● WHAT IS NEEDED
The expected output is the first line of the data below and every line after it, up to and including the line containing "run, never the", each reproduced exactly.

[Dataset entries]
# # # # #
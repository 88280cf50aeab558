//! Scour: profiling and plan-execution engine for tabular data cleaning.
//!
//! Scour characterizes a table column-by-column, flags data-quality
//! issues, and runs an ordered plan of transformation steps against the
//! table while recording a full audit trail.
//!
//! # Core Principles
//!
//! - **Deterministic**: profiling and issue detection are pure functions
//!   of their input
//! - **Fault-absorbing**: a failing step terminates the run, never the
//!   process; the record captures the failure point
//! - **Full provenance**: every run keeps before/after summaries and
//!   per-step timing
//!
//! # Example
//!
//! ```no_run
//! use scour::{Plan, PlanRunner, QualityDetector, Table, TableProfiler};
//!
//! let table = Table::from_csv_path("data.csv").unwrap();
//! let profile = TableProfiler::new().profile(&table);
//! let issues = QualityDetector::new().detect(&profile);
//! println!("{} rows, {} issues", profile.rows, issues.len());
//!
//! let plan: Plan = serde_json::from_str(r#"{"name":"clean","steps":[]}"#).unwrap();
//! let outcome = PlanRunner::new().run(&plan, Some(table));
//! println!("{}", outcome.record.status.label());
//! ```

pub mod error;
pub mod execute;
pub mod plan;
pub mod profile;
pub mod quality;
pub mod table;

pub use error::{Result, ScourError};
pub use execute::{
    ExecutionRecord, PlanRunner, RunOutcome, RunStatus, StepExecutor, StepLog, StepStatus,
    TableSummary,
};
pub use plan::{CoerceTarget, FillStrategy, Plan, ScaleMethod, Step, StepOp};
pub use profile::{ColumnProfile, ColumnProfiler, DtypeCategory, NumericProfile, TableProfile, TableProfiler};
pub use quality::{IssueType, QualityDetector, QualityIssue, Severity};
pub use table::{sample_table, Table, Value};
# # # # #
● WRITTEN ANSWER
repository 88280cf50aeab558
//! Scour: profiling and plan-execution engine for tabular data cleaning.
//!
//! Scour characterizes a table column-by-column, flags data-quality
//! issues, and runs an ordered plan of transformation steps against the
//! table while recording a full audit trail.
//!
//! # Core Principles
//!
//! - **Deterministic**: profiling and issue detection are pure functions
//!   of their input
//! - **Fault-absorbing**: a failing step terminates the run, never the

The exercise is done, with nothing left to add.